◆ Problem to work on:
Which lines below hold the word "module"? Copy all of them.

** Dataset excerpts follows **

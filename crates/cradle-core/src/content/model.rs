//! Content payload models.
//!
//! These are the structured results the generation service resolves with,
//! after wire normalization (`wire` module).

use serde::{Deserialize, Serialize};

use crate::session::history::TurnRecord;
use crate::session::model::{ChildProfile, Level, PlayerProfile};
use crate::session::question::Question;

/// The opening scenario a new session starts from.
#[derive(Debug, Clone, PartialEq, Serialize, Deserialize)]
pub struct InitialScene {
    pub player: PlayerProfile,
    pub child: ChildProfile,
    pub player_description: String,
    pub child_description: String,
    pub finance: Level,
    pub relationship: Level,
    #[serde(default)]
    pub single_parent: bool,
    /// Opening narrative shown as the first feedback text.
    pub narrative: String,
}

/// The result of an outcome-generation call.
#[derive(Debug, Clone, PartialEq, Serialize, Deserialize)]
pub struct GeneratedOutcome {
    /// Narrative outcome of the chosen option.
    pub text: String,
    /// Optional reference to a generated illustration.
    pub image_ref: Option<String>,
    /// The service decided the story should end after this turn.
    #[serde(default)]
    pub ending: bool,
    /// Lookahead question for the next turn, saving a round trip.
    pub next_question: Option<Question>,
}

/// The final summary generated when the game ends.
#[derive(Debug, Clone, PartialEq, Serialize, Deserialize)]
pub struct EndingSummary {
    pub text: String,
}

/// Everything the generation service needs to know about the session.
///
/// Built from the snapshot before each call; read-only.
#[derive(Debug, Clone, PartialEq, Serialize, Deserialize)]
pub struct SessionContext {
    pub player: PlayerProfile,
    pub child: ChildProfile,
    pub player_description: String,
    pub child_description: String,
    pub finance: Level,
    pub relationship: Level,
    pub single_parent: bool,
    /// Prior turns, oldest first.
    pub history: Vec<TurnRecord>,
}
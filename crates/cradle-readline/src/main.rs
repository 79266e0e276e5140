use std::borrow::Cow::{self, Borrowed, Owned};
use std::io::Write;
use std::sync::Arc;
use std::time::Duration;

use anyhow::{Context as AnyhowContext, Result, anyhow};
use colored::Colorize;
use rustyline::Editor;
use rustyline::completion::{Completer, Pair};
use rustyline::highlight::Highlighter;
use rustyline::hint::Hinter;
use rustyline::validate::Validator;
use rustyline::{Context, Helper};
use tokio::sync::mpsc;
use tracing_subscriber::EnvFilter;

use cradle_application::{GameController, ResumeOutcome};
use cradle_core::error::CradleError;
use cradle_core::session::question::ChoiceInput;
use cradle_core::session::{GamePhase, Question};
use cradle_infrastructure::{EngineConfig, TomlSnapshotStore, TracingEventSink};
use cradle_interaction::reveal::{RevealScheduler, RevealTiming};
use cradle_interaction::HttpContentService;

/// CLI helper for rustyline that provides completion, highlighting, and hints.
#[derive(Clone)]
struct CliHelper {
    commands: Vec<String>,
}

impl CliHelper {
    fn new() -> Self {
        Self {
            commands: vec![
                "/new".to_string(),
                "/continue".to_string(),
                "/reset".to_string(),
            ],
        }
    }
}

impl Helper for CliHelper {}

impl Completer for CliHelper {
    type Candidate = Pair;

    fn complete(
        &self,
        line: &str,
        pos: usize,
        _ctx: &Context<'_>,
    ) -> rustyline::Result<(usize, Vec<Pair>)> {
        let line = &line[..pos];

        if line.starts_with('/') {
            let candidates: Vec<Pair> = self
                .commands
                .iter()
                .filter(|cmd| cmd.starts_with(line))
                .map(|cmd| Pair {
                    display: cmd.clone(),
                    replacement: cmd.clone(),
                })
                .collect();
            Ok((0, candidates))
        } else {
            Ok((0, vec![]))
        }
    }
}

impl Highlighter for CliHelper {
    fn highlight<'l>(&self, line: &'l str, _pos: usize) -> Cow<'l, str> {
        if line.starts_with('/') {
            Owned(line.bright_cyan().to_string())
        } else {
            Borrowed(line)
        }
    }

    fn highlight_char(&self, _line: &str, _pos: usize, _forced: bool) -> bool {
        true
    }
}

impl Hinter for CliHelper {
    type Hint = String;

    fn hint(&self, line: &str, pos: usize, _ctx: &Context<'_>) -> Option<String> {
        let line = &line[..pos];

        if line.starts_with('/') && !line.contains(' ') {
            self.commands
                .iter()
                .find(|cmd| cmd.starts_with(line) && cmd.len() > line.len())
                .map(|cmd| cmd[line.len()..].to_string())
        } else {
            None
        }
    }
}

impl Validator for CliHelper {}

/// Prints text with the paced reveal cadence instead of one dump.
async fn reveal(text: &str, timing: RevealTiming) {
    let (tx, mut rx) = mpsc::unbounded_channel::<String>();
    let scheduler = RevealScheduler::spawn(
        timing,
        move |prefix| {
            let _ = tx.send(prefix);
        },
        || {},
    );
    scheduler.push_text(text);
    scheduler.complete();

    let mut printed = 0usize;
    while let Some(prefix) = rx.recv().await {
        let chars: Vec<char> = prefix.chars().collect();
        if chars.len() > printed {
            let delta: String = chars[printed..].iter().collect();
            print!("{}", delta.bright_blue());
            let _ = std::io::stdout().flush();
            printed = chars.len();
        }
    }
    println!();
}

fn print_question(question: &Question) {
    println!();
    println!("{}", question.text.bright_blue());
    if question.important_event {
        println!("{}", "An important moment.".bright_yellow());
    }
    println!();
    for (i, option) in question.options.iter().enumerate() {
        println!("{}", format!("  {}. {}", i + 1, option.text).cyan());
    }
    println!(
        "{}",
        "Pick a number, or type your own answer.".bright_black()
    );
}

async fn show_state(controller: &GameController, timing: &RevealTiming) {
    match controller.phase().await {
        GamePhase::Feedback => {
            println!();
            reveal(&controller.feedback_text().await, timing.clone()).await;
            let snapshot = controller.snapshot().await;
            println!(
                "{}",
                format!(
                    "[age {} | finance {}/10 | relationship {}/10]",
                    snapshot.child_age(),
                    snapshot.finance,
                    snapshot.relationship
                )
                .bright_black()
            );
            println!("{}", "Press enter to continue.".bright_black());
        }
        GamePhase::Playing => {
            if let Some(question) = controller.current_question().await {
                print_question(&question);
            }
        }
        GamePhase::Summary => {
            println!();
            println!("{}", "=== The story ends ===".bright_magenta().bold());
            reveal(&controller.feedback_text().await, timing.clone()).await;
            println!("{}", "Type /new to start another life.".bright_black());
        }
        GamePhase::Welcome => {
            println!("{}", "Type /new to begin a new story.".bright_black());
        }
        GamePhase::InitializationFailed => {
            println!(
                "{}",
                "Could not start the story. Type /new to try again.".red()
            );
        }
        phase => {
            tracing::debug!(?phase, "nothing to show for phase");
        }
    }
}

/// Maps a line typed while a question is on screen to a choice.
async fn choice_from_line(controller: &GameController, line: &str) -> Option<ChoiceInput> {
    let question = controller.current_question().await?;
    if let Ok(number) = line.parse::<usize>() {
        let option = question.options.get(number.checked_sub(1)?)?;
        return Some(ChoiceInput::option(option.id.clone()));
    }
    Some(ChoiceInput::custom(line.to_string()))
}

async fn handle_line(
    controller: &Arc<GameController>,
    timing: &RevealTiming,
    line: &str,
) -> Result<()> {
    let result = match (controller.phase().await, line) {
        (_, "/new") => controller.initialize_game(None, None).await,
        (_, "/reset") => controller.reset_to_welcome().await,
        (_, "/continue") => controller.continue_saved_game().await.map(|_| ()),
        (GamePhase::Feedback, "") => controller.continue_game().await,
        (GamePhase::Playing, input) if !input.is_empty() => {
            match choice_from_line(controller, input).await {
                Some(choice) => controller.select_option(choice).await,
                None => Ok(()),
            }
        }
        _ => Ok(()),
    };

    match result {
        Ok(()) => {}
        Err(CradleError::ActionInProgress) => {
            println!("{}", "Still working on the last step...".yellow());
        }
        Err(e) => {
            println!("{}", format!("{e}").red());
        }
    }

    show_state(controller, timing).await;
    Ok(())
}

/// The main entry point for the cradle REPL.
///
/// Sets up tracing, builds the controller from config/env, resumes any
/// saved session, and runs a rustyline loop translating typed lines into
/// controller operations.
#[tokio::main]
async fn main() -> Result<()> {
    tracing_subscriber::fmt()
        .with_env_filter(EnvFilter::try_from_default_env().unwrap_or_else(|_| "warn".into()))
        .init();

    let config = EngineConfig::load().map_err(|e| anyhow!("{e}"))?;
    let content_url = config
        .content_url
        .clone()
        .context("set content_url in config.toml or CRADLE_CONTENT_URL")?;
    let mut content = HttpContentService::new(content_url);
    if let Some(token) = &config.api_token {
        content = content.with_token(token.clone());
    }

    let store = TomlSnapshotStore::at_default_location().map_err(|e| anyhow!("{e}"))?;
    let controller = Arc::new(
        GameController::new(
            Arc::new(store),
            Arc::new(content),
            Arc::new(TracingEventSink),
        )
        .with_ending_age(config.ending_age()),
    );

    let timing = match &config.reveal {
        Some(reveal) => RevealTiming {
            base_delay: Duration::from_millis(reveal.base_delay_ms.unwrap_or(35)),
            sentence_delay: Duration::from_millis(reveal.sentence_delay_ms.unwrap_or(280)),
            newline_delay: Duration::from_millis(reveal.newline_delay_ms.unwrap_or(15)),
            ..RevealTiming::default()
        },
        None => RevealTiming::default(),
    };

    let helper = CliHelper::new();
    let mut rl = Editor::new()?;
    rl.set_helper(Some(helper));

    println!("{}", "=== Cradle ===".bright_magenta().bold());
    println!(
        "{}",
        "A life, one question per year. Type 'quit' to leave.".bright_black()
    );
    println!();

    // Pick up where a reload left off.
    match controller.continue_saved_game().await {
        Ok(ResumeOutcome::NoSave) => {}
        Ok(_) => println!("{}", "Resumed your saved story.".green()),
        Err(e) => println!("{}", format!("Resume failed: {e}").red()),
    }
    show_state(&controller, &timing).await;

    loop {
        let readline = rl.readline(">> ");

        match readline {
            Ok(line) => {
                let trimmed = line.trim();

                if trimmed == "quit" || trimmed == "exit" {
                    println!("{}", "Goodbye!".bright_green());
                    break;
                }

                if !trimmed.is_empty() {
                    let _ = rl.add_history_entry(&line);
                }

                handle_line(&controller, &timing, trimmed).await?;
            }
            Err(rustyline::error::ReadlineError::Interrupted) => {
                println!("{}", "CTRL-C detected. Type 'quit' to exit.".yellow());
            }
            Err(rustyline::error::ReadlineError::Eof) => {
                println!("{}", "CTRL-D detected. Exiting...".bright_green());
                break;
            }
            Err(err) => {
                eprintln!("{}", format!("Error: {:?}", err).red());
                break;
            }
        }
    }

    Ok(())
}
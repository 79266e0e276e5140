//! Wire schema spoken by the content-generation service.
//!
//! The service streams JSON documents with camelCase keys, and older
//! prompts still produce duck-typed option fields (`cost` for a spend
//! instead of `financeDelta`, an ad hoc `isRecovery` tag). Everything is
//! normalized into the single domain option schema here, exactly once, at
//! the ingestion boundary.

use serde::Deserialize;
use uuid::Uuid;

use crate::session::model::{ChildProfile, Level, ParentRole, PlayerProfile};
use crate::session::question::{Question, QuestionOption};

use super::model::{EndingSummary, GeneratedOutcome, InitialScene};

/// An option as the service emits it.
#[derive(Debug, Clone, Deserialize)]
#[serde(rename_all = "camelCase")]
pub struct WireOption {
    #[serde(default)]
    pub id: Option<String>,
    pub text: String,
    /// Preferred delta key.
    #[serde(default)]
    pub finance_delta: Option<i32>,
    /// Legacy key: a positive cost means money spent.
    #[serde(default)]
    pub cost: Option<i32>,
    #[serde(default)]
    pub marital_delta: Option<i32>,
    #[serde(default)]
    pub is_recovery: bool,
    #[serde(default)]
    pub triggers_ending: bool,
}

impl WireOption {
    /// Normalizes into the domain schema.
    ///
    /// `financeDelta` wins over `cost`; a bare `cost` is negated. Missing
    /// ids fall back to a positional id so a malformed document still
    /// yields selectable options.
    pub fn normalize(self, index: usize) -> QuestionOption {
        let finance_delta = self
            .finance_delta
            .or(self.cost.map(|c| -c))
            .unwrap_or(0);
        QuestionOption {
            id: self.id.unwrap_or_else(|| format!("opt{}", index + 1)),
            text: self.text,
            finance_delta,
            relationship_delta: self.marital_delta.unwrap_or(0),
            is_recovery: self.is_recovery,
            triggers_ending: self.triggers_ending,
        }
    }
}

/// A question document.
#[derive(Debug, Clone, Deserialize)]
#[serde(rename_all = "camelCase")]
pub struct WireQuestion {
    #[serde(default)]
    pub id: Option<String>,
    pub question: String,
    #[serde(default)]
    pub options: Vec<WireOption>,
    #[serde(default)]
    pub important_event: bool,
}

impl WireQuestion {
    pub fn normalize(self) -> Question {
        Question {
            id: self.id.unwrap_or_else(|| Uuid::new_v4().to_string()),
            text: self.question,
            options: self
                .options
                .into_iter()
                .enumerate()
                .map(|(i, o)| o.normalize(i))
                .collect(),
            important_event: self.important_event,
        }
    }
}

/// An outcome document, optionally carrying the lookahead question.
#[derive(Debug, Clone, Deserialize)]
#[serde(rename_all = "camelCase")]
pub struct WireOutcome {
    pub outcome: String,
    #[serde(default)]
    pub image_ref: Option<String>,
    #[serde(default)]
    pub ending: bool,
    #[serde(default)]
    pub next_question: Option<WireQuestion>,
}

impl WireOutcome {
    pub fn normalize(self) -> GeneratedOutcome {
        GeneratedOutcome {
            text: self.outcome,
            image_ref: self.image_ref,
            ending: self.ending,
            next_question: self.next_question.map(WireQuestion::normalize),
        }
    }
}

#[derive(Debug, Clone, Deserialize)]
#[serde(rename_all = "camelCase")]
pub struct WirePlayer {
    pub role: String,
    pub gender: String,
    pub age: u8,
}

#[derive(Debug, Clone, Deserialize)]
#[serde(rename_all = "camelCase")]
pub struct WireChild {
    pub name: String,
    pub gender: String,
    #[serde(default)]
    pub age: u8,
    #[serde(default)]
    pub traits: Vec<String>,
}

/// An initial-scene document.
#[derive(Debug, Clone, Deserialize)]
#[serde(rename_all = "camelCase")]
pub struct WireInitialScene {
    pub player: WirePlayer,
    pub child: WireChild,
    #[serde(default)]
    pub player_description: String,
    #[serde(default)]
    pub child_description: String,
    #[serde(default)]
    pub finance: Option<u8>,
    /// Legacy name for the relationship counter.
    #[serde(default)]
    pub marital: Option<u8>,
    #[serde(default)]
    pub relationship: Option<u8>,
    #[serde(default)]
    pub single_parent: bool,
    #[serde(default)]
    pub narrative: String,
}

impl WireInitialScene {
    pub fn normalize(self) -> InitialScene {
        let relationship = self.relationship.or(self.marital);
        InitialScene {
            player: PlayerProfile {
                role: parse_role(&self.player.role),
                gender: self.player.gender,
                age: self.player.age,
            },
            child: ChildProfile {
                name: self.child.name,
                gender: self.child.gender,
                age: self.child.age,
                traits: self.child.traits,
            },
            player_description: self.player_description,
            child_description: self.child_description,
            finance: self.finance.map(Level::new).unwrap_or_default(),
            relationship: relationship.map(Level::new).unwrap_or_default(),
            single_parent: self.single_parent,
            narrative: self.narrative,
        }
    }
}

/// An ending document.
#[derive(Debug, Clone, Deserialize)]
#[serde(rename_all = "camelCase")]
pub struct WireEnding {
    pub ending: String,
}

impl WireEnding {
    pub fn normalize(self) -> EndingSummary {
        EndingSummary { text: self.ending }
    }
}

fn parse_role(raw: &str) -> ParentRole {
    match raw.to_ascii_lowercase().as_str() {
        "mother" | "mom" => ParentRole::Mother,
        "father" | "dad" => ParentRole::Father,
        _ => ParentRole::Guardian,
    }
}
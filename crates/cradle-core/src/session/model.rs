//! Session snapshot domain model.
//!
//! This module contains the durable session record that every phase
//! transition mutates and the persistence layer stores as a single blob.
//! It is the "pure" domain model, independent of any storage format or
//! schema version; version tagging happens in the persistence DTO.

use serde::{Deserialize, Serialize};

use super::history::{History, TurnRecord};
use super::question::Question;

/// Child age at which the game generates the final summary.
pub const DEFAULT_ENDING_AGE: u8 = 18;

/// Question text used for the synthetic seed record in a fresh history.
pub const SEED_QUESTION_TEXT: &str = "A new life begins";

/// The role the player takes in the story.
#[derive(Debug, Clone, Copy, PartialEq, Eq, Serialize, Deserialize)]
#[serde(rename_all = "snake_case")]
pub enum ParentRole {
    Mother,
    Father,
    Guardian,
}

/// The player's own profile, chosen at session start.
#[derive(Debug, Clone, PartialEq, Serialize, Deserialize)]
pub struct PlayerProfile {
    pub role: ParentRole,
    pub gender: String,
    pub age: u8,
}

/// The child whose life the session narrates.
#[derive(Debug, Clone, PartialEq, Serialize, Deserialize)]
pub struct ChildProfile {
    pub name: String,
    pub gender: String,
    /// Current age in years; advanced by one per completed turn.
    pub age: u8,
    /// Short descriptive traits ("curious", "stubborn", ...).
    #[serde(default)]
    pub traits: Vec<String>,
}

/// A bounded integer counter clamped to `[0, 10]` at every mutation.
///
/// Finance and relationship levels both use this type, so the clamp can
/// never be forgotten at a call site.
#[derive(Debug, Clone, Copy, PartialEq, Eq, PartialOrd, Ord, Serialize, Deserialize)]
#[serde(transparent)]
pub struct Level(u8);

impl Level {
    pub const MIN: u8 = 0;
    pub const MAX: u8 = 10;

    /// Creates a level, clamping the input into range.
    pub fn new(value: u8) -> Self {
        Self(value.min(Self::MAX))
    }

    /// Returns the raw value.
    pub fn value(self) -> u8 {
        self.0
    }

    /// Applies a signed delta, clamping the result into `[0, 10]`.
    #[must_use]
    pub fn apply(self, delta: i32) -> Self {
        let next = (i32::from(self.0) + delta).clamp(i32::from(Self::MIN), i32::from(Self::MAX));
        Self(next as u8)
    }

    /// True when the counter has bottomed out.
    pub fn is_zero(self) -> bool {
        self.0 == 0
    }
}

impl Default for Level {
    fn default() -> Self {
        Self(5)
    }
}

impl From<Level> for u8 {
    fn from(level: Level) -> Self {
        level.0
    }
}

impl std::fmt::Display for Level {
    fn fmt(&self, f: &mut std::fmt::Formatter<'_>) -> std::fmt::Result {
        write!(f, "{}", self.0)
    }
}

/// Write-ahead marker recorded before an outcome-generation call is issued
/// and cleared only on that call's success.
///
/// Its presence after an error is the signal the recovery protocol uses to
/// re-present the interrupted turn after a restart.
#[derive(Debug, Clone, PartialEq, Serialize, Deserialize)]
pub struct PendingChoice {
    pub question_id: String,
    pub option_id: String,
    pub question_text: String,
    pub option_text: String,
}

/// The durable unit of session state.
///
/// Created when a new session starts, mutated by every phase transition,
/// persisted after each mutation that includes both a player and a child,
/// and discarded on load when the stored schema version does not match.
#[derive(Debug, Clone, PartialEq, Serialize, Deserialize, Default)]
pub struct SessionSnapshot {
    pub player: Option<PlayerProfile>,
    pub child: Option<ChildProfile>,
    /// Free-text description of the player, from the initial scene.
    #[serde(default)]
    pub player_description: String,
    /// Free-text description of the child, from the initial scene.
    #[serde(default)]
    pub child_description: String,
    /// Ordered turn history; at most one record per age.
    #[serde(default)]
    pub history: History,
    #[serde(default)]
    pub finance: Level,
    #[serde(default)]
    pub relationship: Level,
    /// Set when finance bottoms out at zero; cleared once it is positive.
    #[serde(default)]
    pub bankrupt: bool,
    #[serde(default)]
    pub single_parent: bool,
    /// Narrative text shown in the feedback phase (initial narrative or the
    /// last outcome).
    #[serde(default)]
    pub feedback_text: String,
    /// The question currently presented to the player, if any.
    pub current_question: Option<Question>,
    /// Write-ahead marker for an outcome call in flight (or interrupted).
    pub pending_choice: Option<PendingChoice>,
    /// Lookahead question returned by the last outcome call; consumed by the
    /// next `continue_game` instead of a fresh fetch.
    pub prefetched_question: Option<Question>,
    /// Final summary text once the game has ended.
    pub ending: Option<String>,
    /// Set when the last outcome flagged that the story should end early.
    #[serde(default)]
    pub ending_flagged: bool,
    /// Last recorded failure, inspected by the recovery protocol on resume.
    pub last_error: Option<String>,
    /// Timestamp when the session was created (RFC 3339).
    #[serde(default)]
    pub created_at: String,
    /// Timestamp when the session was last updated (RFC 3339).
    #[serde(default)]
    pub updated_at: String,
}

impl SessionSnapshot {
    /// Creates a fresh snapshot with both profiles set and a seeded history.
    pub fn new(player: PlayerProfile, child: ChildProfile) -> Self {
        let now = chrono::Utc::now().to_rfc3339();
        let seed = TurnRecord::seed(child.age);
        let mut history = History::default();
        history.upsert(seed);
        Self {
            player: Some(player),
            child: Some(child),
            history,
            created_at: now.clone(),
            updated_at: now,
            ..Self::default()
        }
    }

    /// Current child age, or 0 when no child is set yet.
    pub fn child_age(&self) -> u8 {
        self.child.as_ref().map_or(0, |c| c.age)
    }

    /// True when the history holds nothing but the synthetic seed record.
    pub fn only_seed_history(&self) -> bool {
        self.history.len() == 1
            && self
                .history
                .records()
                .first()
                .is_some_and(|r| r.question == SEED_QUESTION_TEXT)
    }

    /// True when the snapshot is complete enough to persist.
    pub fn is_persistable(&self) -> bool {
        self.player.is_some() && self.child.is_some()
    }

    /// Refreshes the updated-at timestamp.
    pub fn touch(&mut self) {
        self.updated_at = chrono::Utc::now().to_rfc3339();
    }
}
// ============================================================================
// Question loading
// ============================================================================

#[tokio::test]
async fn load_question_enters_playing() {
    let h = harness();
    initialized(&h).await;
    h.content.push_question(Ok(question("q0")));

    let q = h.controller.load_question().await.unwrap();
    assert_eq!(q.id, "q0");
    assert_eq!(h.controller.phase().await, GamePhase::Playing);
    assert_eq!(
        h.controller.current_question().await.unwrap().id,
        "q0"
    );
}

#[tokio::test]
async fn load_question_failure_substitutes_fallback() {
    let h = harness();
    initialized(&h).await;
    h.content
        .push_question(Err(CradleError::generation_retryable("connection reset")));

    // The error does not propagate; a playable fallback lands instead.
    let q = h.controller.load_question().await.unwrap();
    assert_eq!(q.options.len(), 2);
    assert!(q.text.contains("Noa"));
    assert_eq!(h.controller.phase().await, GamePhase::Playing);

    let snapshot = h.controller.snapshot().await;
    assert!(snapshot.last_error.unwrap().contains("connection reset"));
}

#[tokio::test]
async fn load_question_without_session_is_an_error() {
    let h = harness();
    let err = h.controller.load_question().await.unwrap_err();
    assert!(matches!(err, CradleError::Internal(_)));
}

// ============================================================================
// Choosing options
// ============================================================================

#[tokio::test]
async fn select_option_runs_simulator_and_records_turn() {
    let h = harness();
    playing_at_age(&h, 8).await;
    h.content.push_outcome(Ok(GeneratedOutcome {
        text: "It cost a lot, but it was worth it.".to_string(),
        image_ref: Some("img-42".to_string()),
        ending: false,
        next_question: Some(question("q-look")),
    }));

    let before = h.controller.snapshot().await;
    h.controller
        .select_option(ChoiceInput::option("opt1"))
        .await
        .unwrap();

    let snapshot = h.controller.snapshot().await;
    assert_eq!(h.controller.phase().await, GamePhase::Feedback);
    // opt1: finance -2 (age 8, no grace), relationship +1.
    assert_eq!(
        snapshot.finance.value(),
        before.finance.value().saturating_sub(2)
    );
    assert_eq!(snapshot.relationship.value(), before.relationship.value() + 1);

    let record = snapshot.history.at_age(8).unwrap();
    assert_eq!(record.choice, "The expensive route");
    assert_eq!(record.outcome, "It cost a lot, but it was worth it.");
    assert_eq!(record.image_ref.as_deref(), Some("img-42"));

    // Success cleared the write-ahead marker and stored the lookahead.
    assert!(snapshot.pending_choice.is_none());
    assert_eq!(snapshot.prefetched_question.unwrap().id, "q-look");
    assert!(snapshot.current_question.is_none());
}

#[tokio::test]
async fn unknown_option_is_rejected_locally() {
    let h = harness();
    playing_at_age(&h, 3).await;

    let before = h.controller.snapshot().await;
    let err = h
        .controller
        .select_option(ChoiceInput::option("opt9"))
        .await
        .unwrap_err();

    assert!(matches!(err, CradleError::InvalidSelection(id) if id == "opt9"));
    // No network call was made and nothing changed.
    assert_eq!(h.content.remaining_outcomes(), 0);
    let after = h.controller.snapshot().await;
    assert_eq!(after.finance, before.finance);
    assert!(after.pending_choice.is_none());
    assert_eq!(h.controller.phase().await, GamePhase::Playing);
}

#[tokio::test]
async fn same_age_answer_replaces_turn_record() {
    let h = harness();
    playing_at_age(&h, 4).await;

    h.content.push_outcome(Ok(outcome("first answer")));
    h.controller
        .select_option(ChoiceInput::option("opt2"))
        .await
        .unwrap();

    // Answer again at the same age (no continue in between).
    h.content.push_question(Ok(question("q4b")));
    h.controller.load_question().await.unwrap();
    h.content.push_outcome(Ok(outcome("second answer")));
    h.controller
        .select_option(ChoiceInput::option("opt2"))
        .await
        .unwrap();

    let snapshot = h.controller.snapshot().await;
    let records: Vec<_> = snapshot
        .history
        .records()
        .iter()
        .filter(|r| r.age == 4)
        .collect();
    assert_eq!(records.len(), 1);
    assert_eq!(records[0].outcome, "second answer");
}

#[tokio::test]
async fn outcome_failure_keeps_pending_choice_and_offers_recovery() {
    let h = harness();
    playing_at_age(&h, 6).await;
    h.content
        .push_outcome(Err(CradleError::generation_retryable("request timed out")));

    let err = h
        .controller
        .select_option(ChoiceInput::option("opt1"))
        .await
        .unwrap_err();
    assert!(err.is_generation());

    let snapshot = h.controller.snapshot().await;
    let pending = snapshot.pending_choice.clone().expect("pending survives");
    assert_eq!(pending.option_id, "opt1");

    // A recovery question re-presents the turn.
    let recovery_q = snapshot.current_question.unwrap();
    assert!(recovery_q.option("opt1").is_some());
    assert!(recovery_q.option(RETRY_OPTION_ID).is_some());
    assert_eq!(h.controller.phase().await, GamePhase::Playing);

    // Retry re-issues the outcome call without touching the simulator.
    let finance_after_failure = snapshot.finance;
    h.content.push_outcome(Ok(outcome("made it after all")));
    h.controller
        .select_option(ChoiceInput::option(RETRY_OPTION_ID))
        .await
        .unwrap();

    let snapshot = h.controller.snapshot().await;
    assert!(snapshot.pending_choice.is_none());
    assert_eq!(snapshot.finance, finance_after_failure);
    assert_eq!(snapshot.history.at_age(6).unwrap().outcome, "made it after all");
    assert_eq!(h.controller.phase().await, GamePhase::Feedback);
}

// ============================================================================
// Custom answers and the credit ledger
// ============================================================================

fn harness_with_credits(amount: u32) -> (Harness, Arc<MemoryCreditLedger>) {
    let content = Arc::new(MockContentService::default());
    let store = Arc::new(MemorySnapshotStore::new());
    let ledger = Arc::new(MemoryCreditLedger::new());
    ledger.grant("player-1", amount);
    let controller = Arc::new(
        GameController::new(store.clone(), content.clone(), Arc::new(NullEventSink))
            .with_credit_ledger(ledger.clone(), "player-1", None),
    );
    (
        Harness {
            controller,
            content,
            store,
        },
        ledger,
    )
}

** End of Dataset excerpts **

◆ Exercise response:
//! after wire normalization (`wire` module).
//! This module contains the durable session record that every phase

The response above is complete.